**Supplied information:**

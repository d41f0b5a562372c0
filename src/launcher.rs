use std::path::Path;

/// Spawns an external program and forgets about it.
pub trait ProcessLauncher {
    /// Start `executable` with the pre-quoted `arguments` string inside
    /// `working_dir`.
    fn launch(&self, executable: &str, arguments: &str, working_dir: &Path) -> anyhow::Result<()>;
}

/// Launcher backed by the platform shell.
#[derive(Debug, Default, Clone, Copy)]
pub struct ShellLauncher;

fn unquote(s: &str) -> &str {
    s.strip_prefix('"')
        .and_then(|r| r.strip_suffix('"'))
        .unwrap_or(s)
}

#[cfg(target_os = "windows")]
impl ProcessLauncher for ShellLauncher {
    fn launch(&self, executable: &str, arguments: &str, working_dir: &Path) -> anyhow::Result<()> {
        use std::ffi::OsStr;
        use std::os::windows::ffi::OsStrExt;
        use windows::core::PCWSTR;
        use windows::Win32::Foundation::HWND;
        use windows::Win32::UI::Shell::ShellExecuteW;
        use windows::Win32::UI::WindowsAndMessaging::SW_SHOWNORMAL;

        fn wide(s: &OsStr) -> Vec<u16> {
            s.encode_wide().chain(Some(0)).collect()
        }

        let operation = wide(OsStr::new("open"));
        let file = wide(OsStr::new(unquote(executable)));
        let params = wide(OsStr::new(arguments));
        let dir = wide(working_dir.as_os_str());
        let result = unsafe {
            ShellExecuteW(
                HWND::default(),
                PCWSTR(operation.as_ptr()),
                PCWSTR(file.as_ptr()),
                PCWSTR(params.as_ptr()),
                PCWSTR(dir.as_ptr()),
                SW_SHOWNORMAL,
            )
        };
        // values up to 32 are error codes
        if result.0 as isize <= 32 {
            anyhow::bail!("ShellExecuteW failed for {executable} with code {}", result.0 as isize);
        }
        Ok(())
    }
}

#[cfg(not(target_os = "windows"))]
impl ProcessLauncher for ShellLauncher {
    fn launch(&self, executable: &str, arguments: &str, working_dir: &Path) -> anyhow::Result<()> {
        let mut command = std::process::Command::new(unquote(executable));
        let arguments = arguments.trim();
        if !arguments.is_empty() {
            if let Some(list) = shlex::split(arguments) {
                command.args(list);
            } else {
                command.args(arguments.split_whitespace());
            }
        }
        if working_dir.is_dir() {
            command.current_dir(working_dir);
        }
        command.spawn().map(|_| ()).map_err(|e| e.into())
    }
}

**Directions for this task:**
Each line above is to be copied exactly as written.

**Expected answer:**
repository d41f0b5a562372c0
filename src/launcher.rs
use std::path::Path;

/// Spawns an external program and forgets about it.
pub trait ProcessLauncher {
    /// Start `executable` with the pre-quoted `arguments` string inside
    /// `working_dir`.
    fn launch(&self, executable: &str, arguments: &str, working_dir: &Path) -> anyhow::Result<()>;
}

/// Launcher backed by the platform shell.
#[derive(Debug, Default, Clone, Copy)]
pub struct ShellLauncher;

fn unquote(s: &str) -> &str {
    s.strip_prefix('"')
        .and_then(|r| r.strip_suffix('"'))
        .unwrap_or(s)
}

#[cfg(target_os = "windows")]
impl ProcessLauncher for ShellLauncher {
    fn launch(&self, executable: &str, arguments: &str, working_dir: &Path) -> anyhow::Result<()> {
        use std::ffi::OsStr;
        use std::os::windows::ffi::OsStrExt;
        use windows::core::PCWSTR;
        use windows::Win32::Foundation::HWND;
        use windows::Win32::UI::Shell::ShellExecuteW;
        use windows::Win32::UI::WindowsAndMessaging::SW_SHOWNORMAL;

        fn wide(s: &OsStr) -> Vec<u16> {
            s.encode_wide().chain(Some(0)).collect()
        }

        let operation = wide(OsStr::new("open"));
        let file = wide(OsStr::new(unquote(executable)));
        let params = wide(OsStr::new(arguments));
        let dir = wide(working_dir.as_os_str());
        let result = unsafe {
            ShellExecuteW(
                HWND::default(),
                PCWSTR(operation.as_ptr()),
                PCWSTR(file.as_ptr()),
                PCWSTR(params.as_ptr()),
                PCWSTR(dir.as_ptr()),
                SW_SHOWNORMAL,
            )
        };
        // values up to 32 are error codes
        if result.0 as isize <= 32 {
            anyhow::bail!("ShellExecuteW failed for {executable} with code {}", result.0 as isize);
        }
        Ok(())
    }
}

#[cfg(not(target_os = "windows"))]
impl ProcessLauncher for ShellLauncher {
    fn launch(&self, executable: &str, arguments: &str, working_dir: &Path) -> anyhow::Result<()> {
        let mut command = std::process::Command::new(unquote(executable));
        let arguments = arguments.trim();
        if !arguments.is_empty() {
            if let Some(list) = shlex::split(arguments) {
                command.args(list);
            } else {
                command.args(arguments.split_whitespace());
            }
        }
        if working_dir.is_dir() {
            command.current_dir(working_dir);
        }
        command.spawn().map(|_| ()).map_err(|e| e.into())
    }
}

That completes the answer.